話しことばの進化プロセスの解明に向けた国際共同研究

研究スローガン

話しことばの進化プロセスの解明に向けた国際共同研究の始動

キーワード

言語、霊長類、ヘリウム音声、声帯振動、喉頭下降

研究背景および目的

ヒトの話しことばの進化プロセスを知るためには、進化の隣人であるサル類の音声の仕組みを明らかにし、何がヒトと同じで、何が異なるのかを知る必要があります。国内外の最先端の技術を有するメンバーが、それぞれの特長を融合させて、これまでの技術的限界を克服し、新たなアプローチでサルの音声メカニズムを明らかにします。

成果の要約

日本とオーストリアの研究者の相互交流と共同研究を実施し、サル類の音声生理の理解を深め、ヒトとの共通点と相違点が明らかにすることができました。
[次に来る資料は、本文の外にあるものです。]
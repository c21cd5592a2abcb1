//! Application state shared by all handlers.

use pixvault_core::Config;
use pixvault_processing::{MediaValidationGate, VariantResolver};
use pixvault_storage::AssetStore;

pub struct AppState {
    pub config: Config,
    pub store: AssetStore,
    pub gate: MediaValidationGate,
    pub resolver: VariantResolver,
}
また、共同研究を通じて、双方の若手研究者のプロジェクトマネジャー型研究リーダーとしての研鑽も進みました。国際ワークショップを通じて、研究ネットワークがさらに拡大し、研究費を獲得し、今後の新たな共同研究へとつながりました。

今後の展望

SPIRITSで形成されたチームを主体に、ウィーン大学を相手機関とするJSPS二国間交流事業に申請する予定で準備を進めている。また、定期的にワークショップを開催し、研究ネットワークの拡充と共同研究の幅を広げる予定を立てている。

関連写真・図

EVOLANG2016ワークショップ The Evolution of Speech(米ニューオリンズ)
EVOLANG2016ワークショップ The Evolution of Speech(米ニューオリンズ)
SPIRITSプログラムワークショップ Biology and Evolution of Speech(京都)
SPIRITSプログラムワークショップ Biology and Evolution of Speech(京都)

代表者情報

西村剛

・代表者氏名:西村剛
・所属部局名:霊長類研究所
・自己紹介:ヒトの言語は、長い霊長類の進化の過程で、さまざまな適応を積み重ねて獲得されました。彼らは、さまざまなアプローチで、話しことばの特殊性と霊長類的起源を解き明かし、言語の進化プロセスを知ろうとしています。